Emily chegou ao Santos no começo de 2018, no início da gestão de José Carlos Peres. No entanto, a diretoria e a treinadora tiveram desgastes ao longo do tempo. O episódio em que as atletas passaram a noite no saguão de um hotel, antes de uma partida do Brasileiro, estremeceu a relação e gerou desconforto no clima dos bastidores. 

Nas redes sociais, a treinadora não poupou críticas à CBF, responsável por contratar a empresa que realiza a logística das viagens durante o campeonato nacional. Na época, o presidente repreendeu Emily.

“Um erro não se justifica com outro. Aí aconteceu que a nossa técnica acabou fazendo gravações, colocando nas redes, fazendo reclamações. Isso tem de ser tratado de forma pontual, dentro da direção e não extrapolar para a mídia e causar toda essa polêmica que foi causada. Vamos discutir os problemas internamente para que não vire uma polêmica desnecessária. Tudo tem uma solução.” disse Peres por meio de um vídeo gravado para o canal oficial do Santos. 

Saída das Sereias

Outras reclamações feitas pela treinadora também não foram bem aceitas pela gestão. A despedida do clube, no entanto, foi tranquila. Com planos de atuar fora do país na próxima temporada, Emily destacou que a prioridade é concluir a Licença PRO da CBF. 

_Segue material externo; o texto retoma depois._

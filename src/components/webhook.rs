use crate::engine::Loader;
use crate::types::{DataFrame, DataTarget, RuleError, TargetType};
use async_trait::async_trait;
use reqwest::Client;
use std::time::Duration;
use tracing::debug;

const WEBHOOK_TIMEOUT_MS: u64 = 5000;

/// 把数据帧字段 POST 到外部消息服务
#[derive(Debug)]
pub struct WebhookLoader {
    client: Client,
    url: String,
}

impl WebhookLoader {
    pub fn new(target: &DataTarget) -> Result<Self, RuleError> {
        let url = target
            .url
            .as_deref()
            .filter(|u| u.starts_with("http://") || u.starts_with("https://"))
            .ok_or_else(|| RuleError::Config("webhook target requires an http(s) 'url'".to_string()))?;

        let client = Client::builder()
            .timeout(Duration::from_millis(WEBHOOK_TIMEOUT_MS))
            .build()
            .map_err(|e| RuleError::Config(format!("webhook client: {}", e)))?;

        Ok(Self {
            client,
            url: url.to_string(),
        })
    }
}

#[async_trait]
impl Loader for WebhookLoader {
    fn target_type(&self) -> TargetType {
        TargetType::Webhook
    }

    async fn load(&self, frame: &DataFrame) -> Result<(), RuleError> {
        let response = self
            .client
            .post(&self.url)
            .json(&frame.fields)
            .send()
            .await?;

        let status = response.status();
        if !status.is_success() {
            return Err(RuleError::Load(format!(
                "webhook '{}' returned status {}",
                self.url, status
            )));
        }
        debug!(url = %self.url, %status, frame_id = %frame.id, "frame delivered");
        Ok(())
    }
}

#[cfg(test)]
mod tests {
    use super::*;
    use axum::{extract::State, http::StatusCode, routing::post, Json, Router};
    use serde_json::{json, Value};
    use std::sync::Arc;
    use tokio::sync::Mutex;

    type Received = Arc<Mutex<Vec<Value>>>;

    async fn collect(State(received): State<Received>, Json(body): Json<Value>) -> StatusCode {
        received.lock().await.push(body);
        StatusCode::OK
    }

    async fn fail() -> StatusCode {
        StatusCode::INTERNAL_SERVER_ERROR
    }

    /// 在本地端口启动一个接收 webhook 的服务
    async fn serve() -> (String, Received) {
        let received = Received::default();
        let app = Router::new()
            .route("/hook", post(collect))
            .route("/fail", post(fail))
            .with_state(received.clone());
        let listener = tokio::net::TcpListener::bind("127.0.0.1:0").await.unwrap();
        let addr = listener.local_addr().unwrap();
        tokio::spawn(async move {
            axum::serve(listener, app).await.unwrap();
        });
        (format!("http://{}", addr), received)
    }

    fn webhook(url: String) -> DataTarget {
        let mut target = DataTarget::topic("unused");
        target.target_type = TargetType::Webhook;
        target.url = Some(url);
        target
    }

    #[tokio::test]
    async fn posts_frame_fields_as_json() {
        let (base, received) = serve().await;
        let loader = WebhookLoader::new(&webhook(format!("{}/hook", base))).unwrap();

        let mut frame = DataFrame::new();
        frame.set_field("temp", json!(21.5));
        frame.set_field("deviceId", json!("dev-1"));
        frame.set_context("ruleName", json!("r1"));
        loader.load(&frame).await.unwrap();

        assert_eq!(
            *received.lock().await,
            vec![json!({ "temp": 21.5, "deviceId": "dev-1" })]
        );
    }

    #[tokio::test]
    async fn error_status_is_load_error() {
        let (base, _) = serve().await;
        let loader = WebhookLoader::new(&webhook(format!("{}/fail", base))).unwrap();

        let err = loader.load(&DataFrame::new()).await.unwrap_err();
        match err {
            RuleError::Load(msg) => assert!(msg.contains("500"), "unexpected message: {}", msg),
            other => panic!("unexpected error: {:?}", other),
        }
    }

    #[test]
    fn rejects_non_http_url() {
        let mut target = DataTarget::topic("unused");
        target.target_type = TargetType::Webhook;
        target.url = Some("ftp://example.com".into());
        assert!(matches!(WebhookLoader::new(&target), Err(RuleError::Config(_))));

        target.url = Some("http://example.com/hook".into());
        assert!(WebhookLoader::new(&target).is_ok());
    }
}
use chrono::Utc;
use serde::{Deserialize, Deserializer, Serialize};

/// broker 事件类型, 只有 publish 事件参与规则匹配
#[derive(Debug, Clone, Copy, PartialEq, Eq, Serialize, Deserialize)]
#[serde(rename_all = "snake_case")]
pub enum EventType {
    Publish,
    Subscribe,
    Unsubscribe,
    SessionCreate,
    SessionDestroy,
    #[serde(other)]
    Other,
}

/// 租户事件总线上的 broker 事件
#[derive(Debug, Clone, PartialEq, Serialize, Deserialize)]
#[serde(rename_all = "camelCase")]
pub struct BrokerEvent {
    #[serde(rename = "type")]
    pub event_type: EventType,
    #[serde(default)]
    pub client_id: String,
    #[serde(default)]
    pub product_id: String,
    #[serde(default)]
    pub topic: String,
    #[serde(default, deserialize_with = "deserialize_payload")]
    pub payload: Vec<u8>,
    #[serde(default)]
    pub qos: u8,
    #[serde(default)]
    pub retain: bool,
    /// 毫秒时间戳
    #[serde(default)]
    pub timestamp: i64,
}

impl BrokerEvent {
    pub fn publish(client_id: &str, product_id: &str, topic: &str, payload: &[u8]) -> Self {
        Self {
            event_type: EventType::Publish,
            client_id: client_id.to_string(),
            product_id: product_id.to_string(),
            topic: topic.to_string(),
            payload: payload.to_vec(),
            qos: 0,
            retain: false,
            timestamp: Utc::now().timestamp_millis(),
        }
    }

    pub fn is_publish(&self) -> bool {
        self.event_type == EventType::Publish
    }

    pub fn encode(&self) -> Result<Vec<u8>, serde_json::Error> {
        serde_json::to_vec(self)
    }

    pub fn decode(bytes: &[u8]) -> Result<Self, serde_json::Error> {
        serde_json::from_slice(bytes)
    }
}

/// payload 既可以是字节数组也可以是 UTF-8 字符串
fn deserialize_payload<'de, D>(deserializer: D) -> Result<Vec<u8>, D::Error>
where
    D: Deserializer<'de>,
{
    #[derive(Deserialize)]
    #[serde(untagged)]
    enum Payload {
        Text(String),
        Bytes(Vec<u8>),
    }

    Ok(match Payload::deserialize(deserializer)? {
        Payload::Text(s) => s.into_bytes(),
        Payload::Bytes(b) => b,
    })
}

#[cfg(test)]
mod tests {
    use super::*;
    use serde_json::json;

    #[test]
    fn decodes_text_payload() {
        let raw = json!({
            "type": "publish",
            "clientId": "dev-1",
            "productId": "p1",
            "topic": "t",
            "payload": "{\"a\":1}"
        });
        let event = BrokerEvent::decode(raw.to_string().as_bytes()).unwrap();
        assert!(event.is_publish());
        assert_eq!(event.payload, br#"{"a":1}"#.to_vec());
    }

    #[test]
    fn session_events_are_not_publish() {
        let raw = json!({ "type": "session_create", "clientId": "dev-1" });
        let event: BrokerEvent = serde_json::from_value(raw).unwrap();
        assert_eq!(event.event_type, EventType::SessionCreate);
        assert!(!event.is_publish());
    }

    #[test]
    fn encoded_event_round_trips_bytes() {
        let event = BrokerEvent::publish("dev-1", "p1", "t", &[0xff, 0x00]);
        let decoded = BrokerEvent::decode(&event.encode().unwrap()).unwrap();
        assert_eq!(decoded.payload, vec![0xff, 0x00]);
    }
}
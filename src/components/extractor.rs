use crate::components::condition::{lookup_path, parse_condition, Condition};
use crate::engine::Extractor;
use crate::types::{BrokerEvent, DataFrame, RuleDefinition, RuleError};
use chrono::Utc;
use serde_json::{json, Value};
use tracing::{debug, warn};

/// 从 publish 事件中提取数据帧: 校验主题、过滤条件、字段投影
#[derive(Debug)]
pub struct EventExtractor {
    product_id: String,
    rule_name: String,
    source_topic: String,
    condition: Option<Condition>,
    fields: Vec<String>,
}

impl EventExtractor {
    /// 条件表达式在这里解析, 语法错误作为配置错误返回
    pub fn new(rule: &RuleDefinition) -> Result<Self, RuleError> {
        let process = &rule.data_process;
        if process.topic.is_empty() {
            return Err(RuleError::Config(format!(
                "rule '{}' has no source topic",
                rule.rule_name
            )));
        }

        let condition = match process.condition.trim() {
            "" => None,
            expr => Some(parse_condition(expr)?),
        };

        Ok(Self {
            product_id: rule.product_id.clone(),
            rule_name: rule.rule_name.clone(),
            source_topic: process.topic.clone(),
            condition,
            fields: process.fields.clone(),
        })
    }

    fn new_frame(&self, event: &BrokerEvent) -> DataFrame {
        let mut frame = DataFrame::new();
        frame.set_context("productId", json!(self.product_id));
        frame.set_context("ruleName", json!(self.rule_name));
        frame.set_context("clientId", json!(event.client_id));
        frame.set_context("topic", json!(event.topic));
        frame
    }

    /// 按查询结果、内置变量、函数的顺序解析输出字段
    fn project(&self, doc: &Value, event: &BrokerEvent, frame: &mut DataFrame) {
        if self.fields.is_empty() {
            if let Value::Object(map) = doc {
                frame.fields = map.clone();
            }
            return;
        }

        for field in &self.fields {
            let path: Vec<&str> = field.split('.').collect();
            if let Some(value) = lookup_path(doc, &path) {
                frame.set_field(field, value.clone());
            } else if let Some(name) = field.strip_prefix('$') {
                match builtin_variable(name, event) {
                    Some(value) => frame.set_field(field, value),
                    None => warn!(rule_name = %self.rule_name, "unknown variable '{}'", field),
                }
            } else {
                match resolve_function(field) {
                    Ok(value) => frame.set_field(field, value),
                    Err(e) => warn!(rule_name = %self.rule_name, "skip field '{}': {}", field, e),
                }
            }
        }
    }
}

impl Extractor for EventExtractor {
    fn extract(&self, event: &BrokerEvent) -> Result<Option<DataFrame>, RuleError> {
        if event.topic != self.source_topic {
            return Ok(None);
        }

        let doc: Value = serde_json::from_slice(&event.payload)
            .map_err(|e| RuleError::Extract(format!("payload is not json: {}", e)))?;
        let mut frame = self.new_frame(event);

        let Some(condition) = &self.condition else {
            match doc {
                Value::Object(map) => frame.fields = map,
                other => {
                    return Err(RuleError::Extract(format!(
                        "payload is not a json object: {}",
                        other
                    )))
                }
            }
            return Ok(Some(frame));
        };

        if !doc.is_object() {
            return Err(RuleError::Extract("payload is not a json object".to_string()));
        }
        if !condition.eval(&doc)? {
            debug!(rule_name = %self.rule_name, topic = %event.topic, "condition not satisfied");
            return Ok(None);
        }

        self.project(&doc, event, &mut frame);
        if frame.fields.is_empty() {
            return Ok(None);
        }
        Ok(Some(frame))
    }
}

fn builtin_variable(name: &str, event: &BrokerEvent) -> Option<Value> {
    match name {
        "deviceId" | "clientId" => Some(json!(event.client_id)),
        "productId" => Some(json!(event.product_id)),
        "topic" => Some(json!(event.topic)),
        "qos" => Some(json!(event.qos)),
        "timestamp" => {
            let ts = if event.timestamp > 0 {
                event.timestamp
            } else {
                Utc::now().timestamp_millis()
            };
            Some(json!(ts))
        }
        _ => None,
    }
}

// TODO: named field functions (e.g. `avg(temp)`) need a function table in the rule definition
fn resolve_function(field: &str) -> Result<Value, RuleError> {
    Err(RuleError::NotImplemented(format!("field function '{}'", field)))
}
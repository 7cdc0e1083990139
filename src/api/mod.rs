//! REST 接口: 每个请求先写注册中心, 再同步提交给引擎

use crate::components::EventExtractor;
use crate::engine::{EngineSnapshot, RuleEngine};
use crate::registry::RuleRegistry;
use crate::types::{DataProcess, DataTarget, RuleAction, RuleContext, RuleDefinition, RuleError, RuleStatus};
use axum::{
    extract::{Path, Query, State},
    http::StatusCode,
    response::{IntoResponse, Json, Response},
    routing::{get, post},
    Router,
};
use chrono::Utc;
use serde::{Deserialize, Serialize};
use std::sync::Arc;
use tower_http::trace::TraceLayer;
use tracing::warn;

// API 响应格式
#[derive(Debug, Serialize, Deserialize)]
pub struct ApiResponse<T> {
    pub code: i32,
    pub message: String,
    pub data: Option<T>,
}

impl<T> ApiResponse<T> {
    pub fn success(data: T) -> Self {
        Self {
            code: 0,
            message: "success".to_string(),
            data: Some(data),
        }
    }

    pub fn error(code: i32, message: &str) -> Self {
        Self {
            code,
            message: message.to_string(),
            data: None,
        }
    }
}

/// 引擎错误到 HTTP 响应的映射
#[derive(Debug)]
pub struct ApiError(pub RuleError);

impl From<RuleError> for ApiError {
    fn from(e: RuleError) -> Self {
        Self(e)
    }
}

impl IntoResponse for ApiError {
    fn into_response(self) -> Response {
        let status = match &self.0 {
            RuleError::NotFound(_) | RuleError::ProductNotFound(_) => StatusCode::NOT_FOUND,
            RuleError::Duplicate(_) => StatusCode::CONFLICT,
            RuleError::InvalidAction(_)
            | RuleError::InvalidOperation { .. }
            | RuleError::Config(_) => StatusCode::BAD_REQUEST,
            RuleError::EngineStopped => StatusCode::SERVICE_UNAVAILABLE,
            _ => StatusCode::INTERNAL_SERVER_ERROR,
        };
        let body = ApiResponse::<()>::error(status.as_u16() as i32, &self.0.to_string());
        (status, Json(body)).into_response()
    }
}

type ApiResult<T> = Result<Json<ApiResponse<T>>, ApiError>;

// 应用状态
#[derive(Clone)]
struct AppState {
    engine: Arc<RuleEngine>,
}

// 规则请求体
#[derive(Debug, Deserialize)]
#[serde(rename_all = "camelCase")]
pub struct RuleRequest {
    #[serde(default)]
    pub data_format: Option<String>,
    #[serde(default)]
    pub description: Option<String>,
    pub data_process: DataProcess,
    pub data_target: DataTarget,
}

#[derive(Debug, Deserialize)]
struct ControlQuery {
    action: String,
}

pub fn router(engine: Arc<RuleEngine>) -> Router {
    Router::new()
        .route("/health", get(health))
        .route("/rules", get(list_rules))
        .route(
            "/rules/:product_id/:rule_name",
            post(create_rule)
                .delete(remove_rule)
                .patch(update_rule)
                .put(control_rule),
        )
        .layer(TraceLayer::new_for_http())
        .with_state(AppState { engine })
}

async fn health() -> Json<ApiResponse<&'static str>> {
    Json(ApiResponse::success("ok"))
}

// 引擎中已加载的规则
async fn list_rules(State(state): State<AppState>) -> ApiResult<EngineSnapshot> {
    let snapshot = state.engine.snapshot().await?;
    Ok(Json(ApiResponse::success(snapshot)))
}

// 创建规则
async fn create_rule(
    State(state): State<AppState>,
    Path((product_id, rule_name)): Path<(String, String)>,
    Json(req): Json<RuleRequest>,
) -> ApiResult<RuleDefinition> {
    let mut rule = RuleDefinition::new(&product_id, &rule_name, req.data_process, req.data_target);
    if let Some(format) = req.data_format {
        rule.data_format = format;
    }
    rule.description = req.description.unwrap_or_default();

    let registry = state.engine.registry();
    registry.put_rule(rule.clone()).await?;

    let ctx = RuleContext::synchronous(&product_id, &rule_name, RuleAction::Create);
    if let Err(e) = state.engine.handle_rule(ctx).await {
        // 引擎拒绝时撤销注册
        if let Err(rollback) = registry.remove_rule(&product_id, &rule_name).await {
            warn!(product_id = %product_id, rule_name = %rule_name, "rollback of rule insert failed: {}", rollback);
        }
        return Err(e.into());
    }
    Ok(Json(ApiResponse::success(rule)))
}

// 删除规则
async fn remove_rule(
    State(state): State<AppState>,
    Path((product_id, rule_name)): Path<(String, String)>,
) -> ApiResult<()> {
    let registry = state.engine.registry();
    let previous = registry.get_rule(&product_id, &rule_name).await?;
    registry.remove_rule(&product_id, &rule_name).await?;

    let ctx = RuleContext::synchronous(&product_id, &rule_name, RuleAction::Remove);
    if let Err(e) = tolerate_unloaded(state.engine.handle_rule(ctx).await) {
        restore_definition(&registry, previous, true).await;
        return Err(e.into());
    }
    Ok(Json(ApiResponse::success(())))
}

// 更新规则, 保留状态和创建时间
async fn update_rule(
    State(state): State<AppState>,
    Path((product_id, rule_name)): Path<(String, String)>,
    Json(req): Json<RuleRequest>,
) -> ApiResult<RuleDefinition> {
    let registry = state.engine.registry();
    let previous = registry.get_rule(&product_id, &rule_name).await?;
    let mut rule = previous.clone();
    rule.data_process = req.data_process;
    rule.data_target = req.data_target;
    if let Some(format) = req.data_format {
        rule.data_format = format;
    }
    if let Some(description) = req.description {
        rule.description = description;
    }
    rule.time_updated = Utc::now();

    // 引擎未加载该规则时不会构建流水线, 先校验源主题和条件
    EventExtractor::new(&rule)?;
    registry.update_rule(rule.clone()).await?;

    let ctx = RuleContext::synchronous(&product_id, &rule_name, RuleAction::Update);
    if let Err(e) = tolerate_unloaded(state.engine.handle_rule(ctx).await) {
        restore_definition(&registry, previous, false).await;
        return Err(e.into());
    }
    Ok(Json(ApiResponse::success(rule)))
}

// 启动/停止规则
async fn control_rule(
    State(state): State<AppState>,
    Path((product_id, rule_name)): Path<(String, String)>,
    Query(query): Query<ControlQuery>,
) -> ApiResult<RuleStatus> {
    let action = query.action.parse::<RuleAction>()?;
    let status = match action {
        RuleAction::Start => RuleStatus::Started,
        RuleAction::Stop => RuleStatus::Stopped,
        other => return Err(RuleError::InvalidAction(other.to_string()).into()),
    };

    let registry = state.engine.registry();
    let previous = registry.get_rule(&product_id, &rule_name).await?.status;
    registry.set_rule_status(&product_id, &rule_name, status).await?;

    let ctx = RuleContext::synchronous(&product_id, &rule_name, action);
    let result = match state.engine.handle_rule(ctx).await {
        // 规则未加载时由 create 按持久化状态加载
        Err(e) if is_unloaded(&e) && action == RuleAction::Start => {
            let ctx = RuleContext::synchronous(&product_id, &rule_name, RuleAction::Create);
            state.engine.handle_rule(ctx).await
        }
        other => tolerate_unloaded(other),
    };

    if let Err(e) = result {
        // 引擎拒绝时恢复持久化状态, 避免恢复流程重放失败的启动
        if let Err(rollback) = registry.set_rule_status(&product_id, &rule_name, previous).await {
            warn!(product_id = %product_id, rule_name = %rule_name, "rollback of rule status failed: {}", rollback);
        }
        return Err(e.into());
    }
    Ok(Json(ApiResponse::success(status)))
}

/// 引擎拒绝命令后写回原有定义
async fn restore_definition(registry: &Arc<dyn RuleRegistry>, previous: RuleDefinition, removed: bool) {
    let (product_id, rule_name) = (previous.product_id.clone(), previous.rule_name.clone());
    let result = if removed {
        registry.put_rule(previous).await
    } else {
        registry.update_rule(previous).await
    };
    if let Err(e) = result {
        warn!(product_id = %product_id, rule_name = %rule_name, "rollback of rule definition failed: {}", e);
    }
}

/// 规则在注册中心存在但引擎尚未加载 (例如空闲规则在重启后不会恢复)
fn is_unloaded(e: &RuleError) -> bool {
    matches!(e, RuleError::NotFound(_) | RuleError::InvalidOperation { .. })
}

fn tolerate_unloaded(result: Result<(), RuleError>) -> Result<(), RuleError> {
    match result {
        Err(e) if is_unloaded(&e) => Ok(()),
        other => other,
    }
}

“Eu não tenho problema nenhum com a diretoria do Santos. Acho que eles ficaram incomodados com as coisas que eu comecei a falar. Chegou um momento que eu precisava falar. E como a gente não tinha essa atenção, da diretoria e da gerência, eu comecei a expor algumas situações. Até o que tinham me prometido, como um campo, né?”, disse a técnica. 

“Felizmente saí de forma amigável. Não tenho nada para falar do presidente. Em resumo, foi bom para o Santos e foi bom para mim. Tenho dois projetos em andamento, mas a minha prioridade é concluir minhas licenças, no fim do ano, para poder trabalhar fora do Brasil”, finalizou.